//! Per-layer hierarchical state machines: constant state graphs and their per-character
//! instances.

mod condition;
mod instance;

use bevy::reflect::{Reflect, std_traits::ReflectDefault};
use serde::{Deserialize, Serialize};

pub use condition::{Condition, TIME_EPSILON, exit_time_reached};
pub use instance::{Phase, StateMachineInstance, StateMachineOutput, StateSample};

use crate::{
    errors::ValidationError,
    parameters::{ParameterKind, ParameterSet, ParameterTable},
};

/// What a state plays.
#[derive(Reflect, Debug, Clone, Copy, Default, PartialEq, Eq, Serialize, Deserialize)]
pub enum Motion {
    /// Nothing. The state still advances time, as if it lasted one second.
    #[default]
    None,
    Clip(usize),
    BlendTree(usize),
}

/// Which transitions may interrupt an active transition.
#[derive(Reflect, Debug, Clone, Copy, Default, PartialEq, Eq, Serialize, Deserialize)]
#[reflect(Default)]
pub enum InterruptionSource {
    /// The transition is atomic.
    #[default]
    None,
    Source,
    Destination,
    SourceThenDestination,
    DestinationThenSource,
}

impl InterruptionSource {
    /// States whose transitions are searched, in order, while a transition from `source` to
    /// `destination` is active.
    pub fn states(self, source: usize, destination: usize) -> [Option<usize>; 2] {
        match self {
            Self::None => [None, None],
            Self::Source => [Some(source), None],
            Self::Destination => [Some(destination), None],
            Self::SourceThenDestination => [Some(source), Some(destination)],
            Self::DestinationThenSource => [Some(destination), Some(source)],
        }
    }
}

/// Identity of a fired transition.
#[derive(Reflect, Debug, Clone, Copy, PartialEq, Eq, Hash, Serialize, Deserialize)]
pub enum TransitionId {
    /// Transition `index` of state `state`.
    Authored { state: usize, index: usize },
    /// Any-state transition `index`.
    AnyState(usize),
    /// A "go to state" request made from code.
    Explicit,
}

#[derive(Reflect, Debug, Clone, PartialEq, Serialize, Deserialize)]
pub struct Transition {
    pub destination: usize,
    /// In seconds when `fixed_duration`, otherwise a fraction of the source state's duration.
    pub duration: f32,
    pub fixed_duration: bool,
    /// Normalized time the destination state starts at.
    pub offset: f32,
    pub conditions: Vec<Condition>,
    pub interruption_source: InterruptionSource,
    pub can_transition_to_self: bool,
}

impl Transition {
    pub fn to(destination: usize) -> Self {
        Self {
            destination,
            duration: 0.,
            fixed_duration: true,
            offset: 0.,
            conditions: vec![],
            interruption_source: InterruptionSource::None,
            can_transition_to_self: false,
        }
    }

    pub fn with_duration(mut self, duration: f32, fixed_duration: bool) -> Self {
        self.duration = duration;
        self.fixed_duration = fixed_duration;
        self
    }

    pub fn with_condition(mut self, condition: Condition) -> Self {
        self.conditions.push(condition);
        self
    }

    pub fn with_offset(mut self, offset: f32) -> Self {
        self.offset = offset;
        self
    }

    pub fn with_interruption(mut self, source: InterruptionSource) -> Self {
        self.interruption_source = source;
        self
    }

    pub fn conditions_hold(&self, parameters: &ParameterSet, previous_time: f32, time: f32) -> bool {
        self.conditions
            .iter()
            .all(|condition| condition.check(parameters, previous_time, time))
    }
}

#[derive(Reflect, Debug, Clone, PartialEq, Serialize, Deserialize)]
pub struct State {
    pub name: String,
    pub motion: Motion,
    pub speed: f32,
    /// Float parameter multiplying `speed`.
    pub speed_parameter: Option<usize>,
    /// Normalized offset added to the state's time when sampling.
    pub cycle_offset: f32,
    pub mirror: bool,
    /// Bool parameter toggling mirroring on top of `mirror`.
    pub mirror_parameter: Option<usize>,
    /// Whether limb goals of this state's clips drive IK.
    pub foot_ik: bool,
    pub tag: Option<String>,
    pub transitions: Vec<Transition>,
}

impl State {
    pub fn new(name: impl Into<String>, motion: Motion) -> Self {
        Self {
            name: name.into(),
            motion,
            speed: 1.,
            speed_parameter: None,
            cycle_offset: 0.,
            mirror: false,
            mirror_parameter: None,
            foot_ik: false,
            tag: None,
            transitions: vec![],
        }
    }

    pub fn with_transition(mut self, transition: Transition) -> Self {
        self.transitions.push(transition);
        self
    }

    pub fn effective_speed(&self, parameters: &ParameterSet) -> f32 {
        match self.speed_parameter {
            Some(index) => self.speed * parameters.as_f32(index),
            None => self.speed,
        }
    }

    pub fn effective_mirror(&self, parameters: &ParameterSet) -> bool {
        let toggled = self
            .mirror_parameter
            .is_some_and(|index| parameters.as_bool(index));
        self.mirror != toggled
    }

    pub fn has_motion(&self) -> bool {
        self.motion != Motion::None
    }
}

/// A "go to state" request made from code for one layer.
#[derive(Reflect, Debug, Clone, Copy, PartialEq, Serialize, Deserialize)]
pub struct StateRequest {
    pub state: usize,
    /// Normalized time the state starts at.
    pub normalized_time: f32,
    /// Zero jumps straight to the state.
    pub transition_duration: f32,
    pub fixed_duration: bool,
    /// Progress the transition starts at.
    pub transition_time: f32,
}

impl StateRequest {
    pub fn play(state: usize) -> Self {
        Self {
            state,
            normalized_time: 0.,
            transition_duration: 0.,
            fixed_duration: true,
            transition_time: 0.,
        }
    }

    pub fn cross_fade(state: usize, duration: f32) -> Self {
        Self {
            transition_duration: duration,
            ..Self::play(state)
        }
    }
}

/// Constant state graph of one layer.
#[derive(Reflect, Debug, Clone, PartialEq)]
pub struct StateMachine {
    name: String,
    states: Vec<State>,
    any_state: Vec<Transition>,
    default_state: usize,
}

impl StateMachine {
    pub fn new(
        name: impl Into<String>,
        states: Vec<State>,
        any_state: Vec<Transition>,
        default_state: usize,
    ) -> Result<Self, ValidationError> {
        let machine = Self {
            name: name.into(),
            states,
            any_state,
            default_state,
        };
        if !machine.states.is_empty() && default_state >= machine.states.len() {
            return Err(ValidationError::InvalidDefaultState(machine.name));
        }
        let transitions = machine
            .states
            .iter()
            .flat_map(|state| &state.transitions)
            .chain(&machine.any_state);
        for transition in transitions {
            if transition.destination >= machine.states.len() {
                return Err(ValidationError::InvalidDestination {
                    machine: machine.name.clone(),
                    destination: transition.destination,
                    state_count: machine.states.len(),
                });
            }
        }
        Ok(machine)
    }

    pub fn name(&self) -> &str {
        &self.name
    }

    pub fn states(&self) -> &[State] {
        &self.states
    }

    pub fn state(&self, index: usize) -> Option<&State> {
        self.states.get(index)
    }

    pub fn state_index(&self, name: &str) -> Option<usize> {
        self.states.iter().position(|state| state.name == name)
    }

    pub fn any_state(&self) -> &[Transition] {
        &self.any_state
    }

    pub fn default_state(&self) -> usize {
        self.default_state
    }

    pub fn is_empty(&self) -> bool {
        self.states.is_empty()
    }

    pub fn transition(&self, id: TransitionId) -> Option<&Transition> {
        match id {
            TransitionId::Authored { state, index } => self.states.get(state)?.transitions.get(index),
            TransitionId::AnyState(index) => self.any_state.get(index),
            TransitionId::Explicit => None,
        }
    }

    /// Resets the trigger parameters read by the conditions of a fired transition.
    pub fn consume_triggers(&self, id: TransitionId, parameters: &mut ParameterSet) {
        let Some(transition) = self.transition(id) else {
            return;
        };
        for condition in &transition.conditions {
            if let Condition::If(index) = condition {
                parameters.consume_trigger(*index);
            }
        }
    }

    /// Checks motion and parameter indices, and that every condition reads a parameter of a
    /// compatible kind.
    pub fn validate_indices(
        &self,
        parameters: &ParameterTable,
        clip_count: usize,
        blend_tree_count: usize,
    ) -> Result<(), ValidationError> {
        for state in &self.states {
            match state.motion {
                Motion::Clip(clip) if clip >= clip_count => {
                    return Err(ValidationError::InvalidClipIndex(clip));
                }
                Motion::BlendTree(tree) if tree >= blend_tree_count => {
                    return Err(ValidationError::InvalidBlendTreeIndex(tree));
                }
                _ => {}
            }
            if let Some(index) = state.speed_parameter {
                check_kind(parameters, index, true)?;
            }
            if let Some(index) = state.mirror_parameter {
                check_kind(parameters, index, false)?;
            }
        }
        let transitions = self
            .states
            .iter()
            .flat_map(|state| &state.transitions)
            .chain(&self.any_state);
        for condition in transitions.flat_map(|transition| &transition.conditions) {
            let numeric = !matches!(condition, Condition::If(_) | Condition::IfNot(_));
            if let Some(index) = condition.parameter() {
                check_kind(parameters, index, numeric)?;
            }
        }
        Ok(())
    }
}

fn check_kind(
    parameters: &ParameterTable,
    index: usize,
    numeric: bool,
) -> Result<(), ValidationError> {
    let kind = parameters
        .kind(index)
        .ok_or(ValidationError::InvalidParameterIndex(index))?;
    let (accepted, expected) = if numeric {
        (matches!(kind, ParameterKind::Float | ParameterKind::Int), "a number")
    } else {
        (matches!(kind, ParameterKind::Bool | ParameterKind::Trigger), "a flag")
    };
    if accepted {
        return Ok(());
    }
    Err(ValidationError::ParameterKindMismatch {
        name: parameters.name(index).unwrap_or_default().to_string(),
        found: kind,
        expected,
    })
}

#[cfg(test)]
mod test {
    use super::*;
    use crate::parameters::ParameterValue;

    #[test]
    fn test_invalid_destination() {
        let error = StateMachine::new(
            "base",
            vec![State::new("idle", Motion::None).with_transition(Transition::to(3))],
            vec![],
            0,
        )
        .unwrap_err();
        assert_eq!(
            error,
            ValidationError::InvalidDestination {
                machine: "base".into(),
                destination: 3,
                state_count: 1,
            }
        );
    }

    #[test]
    fn test_lookup() {
        let machine = StateMachine::new(
            "base",
            vec![
                State::new("idle", Motion::Clip(0)),
                State::new("walk", Motion::Clip(1)).with_transition(Transition::to(0)),
            ],
            vec![Transition::to(1)],
            0,
        )
        .unwrap();
        assert_eq!(machine.state_index("walk"), Some(1));
        assert_eq!(machine.state_index("run"), None);
        assert_eq!(
            machine.transition(TransitionId::Authored { state: 1, index: 0 }),
            Some(&Transition::to(0))
        );
        assert_eq!(machine.transition(TransitionId::Explicit), None);
    }

    #[test]
    fn test_condition_kind_is_checked() {
        let table = ParameterTable::new()
            .with("speed", ParameterValue::Float(0.))
            .with("grounded", ParameterValue::Bool(true));
        let machine = StateMachine::new(
            "base",
            vec![
                State::new("idle", Motion::Clip(0))
                    .with_transition(Transition::to(0).with_condition(Condition::If(0))),
            ],
            vec![],
            0,
        )
        .unwrap();
        assert_eq!(
            machine.validate_indices(&table, 1, 0),
            Err(ValidationError::ParameterKindMismatch {
                name: "speed".into(),
                found: ParameterKind::Float,
                expected: "a flag",
            })
        );
        assert_eq!(
            machine.validate_indices(&table, 0, 0),
            Err(ValidationError::InvalidClipIndex(0))
        );
    }
}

### [What the task requires]
Please go through the data above and copy every line that has the word "InvalidDestination".

### [Output below]
                return Err(ValidationError::InvalidDestination {
            ValidationError::InvalidDestination {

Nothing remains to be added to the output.